Objective: Anomalies of the aortic arch (vascular rings) are uncommon anomalies in which preferred strategies for diagnosis and treatment may vary among institutions. In this study, we report a description of our approach and review of our 38-year experience in patients surgically treated for vascular rings.
Methods: A retrospective review was conducted of all patients with/without symptomatic tracheoesophageal compression secondary to anomalies of the aortic arch and great vessels diagnosed from 1970 to 2008. A total of 183 patients underwent surgical repair. Median age at the time of the operation was 5 months (range, 3 days to 30 years). Patients were classified into 5 major subtypes based on their surgical anatomy as follows: right aortic arch-left ligamentum (n = 77), double aortic arch (n = 67), aberrant (retroesophageal) right subclavian artery (n = 30), pulmonary sling (n = 8), and innominate artery compression (n = 1). Six patients (3%) had an associated Kommerell diverticulum. In patients with a double aortic arch, 82% had a dominant right arch and 18% had a dominant left arch. Preoperatively, 80 patients (44%) had stridor, and 86 patients (47%) had recurrent upper respiratory tract infection.
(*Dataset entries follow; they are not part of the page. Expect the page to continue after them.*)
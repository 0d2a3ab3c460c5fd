//! Provider test utilities

use std::collections::HashMap;
use std::sync::Mutex;

use async_trait::async_trait;

use version_updates::config::UpdatesConfig;
use version_updates::version::error::MetadataError;
use version_updates::version::provider::{MetadataProvider, ReactorSource};
use version_updates::version::types::Coordinate;

/// Mock metadata provider and reactor for testing
#[derive(Default)]
pub struct MockProvider {
    versions: HashMap<String, Vec<String>>,
    failures: HashMap<String, String>,
    reactor: HashMap<String, Vec<String>>,
    fetched: Mutex<Vec<String>>,
}

impl MockProvider {
    pub fn new() -> Self {
        Self::default()
    }

    pub fn with_versions(mut self, coordinate: &str, versions: Vec<&str>) -> Self {
        self.versions.insert(
            coordinate.to_string(),
            versions.into_iter().map(|v| v.to_string()).collect(),
        );
        self
    }

    pub fn with_failure(mut self, coordinate: &str, reason: &str) -> Self {
        self.failures
            .insert(coordinate.to_string(), reason.to_string());
        self
    }

    pub fn with_reactor(mut self, coordinate: &str, versions: Vec<&str>) -> Self {
        self.reactor.insert(
            coordinate.to_string(),
            versions.into_iter().map(|v| v.to_string()).collect(),
        );
        self
    }

    /// Coordinates fetched so far, in call order
    pub fn fetched(&self) -> Vec<String> {
        self.fetched.lock().map(|f| f.clone()).unwrap_or_default()
    }
}

#[async_trait]
impl MetadataProvider for MockProvider {
    async fn fetch_versions(&self, coordinate: &Coordinate) -> Result<Vec<String>, MetadataError> {
        let key = coordinate.to_string();
        if let Ok(mut fetched) = self.fetched.lock() {
            fetched.push(key.clone());
        }

        if let Some(reason) = self.failures.get(&key) {
            return Err(MetadataError::Unavailable {
                coordinate: key,
                reason: reason.clone(),
            });
        }
        match self.versions.get(&key) {
            Some(versions) => Ok(versions.clone()),
            None => Err(MetadataError::NotFound(key)),
        }
    }
}

impl ReactorSource for MockProvider {
    fn reactor_versions(&self, coordinate: &Coordinate) -> Vec<String> {
        self.reactor
            .get(&coordinate.to_string())
            .cloned()
            .unwrap_or_default()
    }
}

/// Build a config from a JSON value
pub fn config_from_json(value: serde_json::Value) -> UpdatesConfig {
    serde_json::from_value(value).unwrap()
}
Results: Associated cardiac diagnosis were present in 54 (30%) of 183 of all patients with vascular rings. Left thoracotomy was a common operative approach in all patients except pulmonary artery sling patients where a median sternotomy was the preferred approach. There were 3 early and 5 late deaths (all patients had complex cardiac anomalies) with a median follow-up of 6 years. Overall survival was 96% at 35 years. Postoperative complication occurred in 3 patients (2%) as follows: tracheostomy because of severe distal tracheal compression (n = 2) and left true vocal cord paralysis (n = 1). None of the patients showed any evidence of recurrent vascular ring anomalies at last follow-up. Of the children, 75% (135/180) were free from compressive symptoms within 1 year of the operation.
Conclusions: Vascular anomalies with/without tracheoesophageal compression present symptomatically in a variety of ways, and noninvasive methods are used to identify the specific lesion and associated cardiac defects. Surgical repair is associated with low or no mortality in patients with uncomplicated complex of vascular anomalies.